(RECORDS FOR THIS EXERCISE)

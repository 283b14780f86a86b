// Change detection for sprite sheets on disk

use super::AssetError;
use std::collections::HashMap;
use std::path::{Path, PathBuf};
use std::time::SystemTime;

/// Tracks sheet file modification times so edited sheets can be reloaded
#[derive(Debug)]
pub struct HotReloadWatcher {
    /// Last seen modification time per watched path
    file_times: HashMap<PathBuf, SystemTime>,

    /// Whether change detection is enabled
    enabled: bool,
}

impl HotReloadWatcher {
    pub fn new(enabled: bool) -> Self {
        Self {
            file_times: HashMap::new(),
            enabled,
        }
    }

    /// Register a file for watching, recording its current modification time
    pub fn watch_file<P: AsRef<Path>>(&mut self, path: P) -> Result<(), AssetError> {
        if !self.enabled {
            return Ok(());
        }

        let path = path.as_ref().to_path_buf();
        let mtime = Self::modification_time(&path)?;
        self.file_times.insert(path, mtime);

        Ok(())
    }

    /// Stop watching a file
    pub fn unwatch_file<P: AsRef<Path>>(&mut self, path: P) {
        self.file_times.remove(path.as_ref());
    }

    /// Check if a watched file was modified since the last check
    pub fn has_changed<P: AsRef<Path>>(&mut self, path: P) -> bool {
        if !self.enabled {
            return false;
        }

        let path = path.as_ref();
        let Ok(current) = Self::modification_time(path) else {
            return false;
        };

        match self.file_times.get_mut(path) {
            Some(last) if current > *last => {
                *last = current;
                true
            }
            _ => false,
        }
    }

    /// Check all watched files, returning the ones that changed
    pub fn check_all(&mut self) -> Vec<PathBuf> {
        if !self.enabled {
            return Vec::new();
        }

        let paths: Vec<PathBuf> = self.file_times.keys().cloned().collect();
        paths
            .into_iter()
            .filter(|path| self.has_changed(path))
            .collect()
    }

    pub fn set_enabled(&mut self, enabled: bool) {
        self.enabled = enabled;
    }

    pub fn is_enabled(&self) -> bool {
        self.enabled
    }

    /// Number of files being watched
    pub fn watched_count(&self) -> usize {
        self.file_times.len()
    }

    pub fn clear(&mut self) {
        self.file_times.clear();
    }

    fn modification_time(path: &Path) -> Result<SystemTime, AssetError> {
        Ok(std::fs::metadata(path)?.modified()?)
    }
}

(End RECORDS FOR THIS EXERCISE)

I need each line of the entries that holds the string "paths" located and copied.

        let paths: Vec<PathBuf> = self.file_times.keys().cloned().collect();
        paths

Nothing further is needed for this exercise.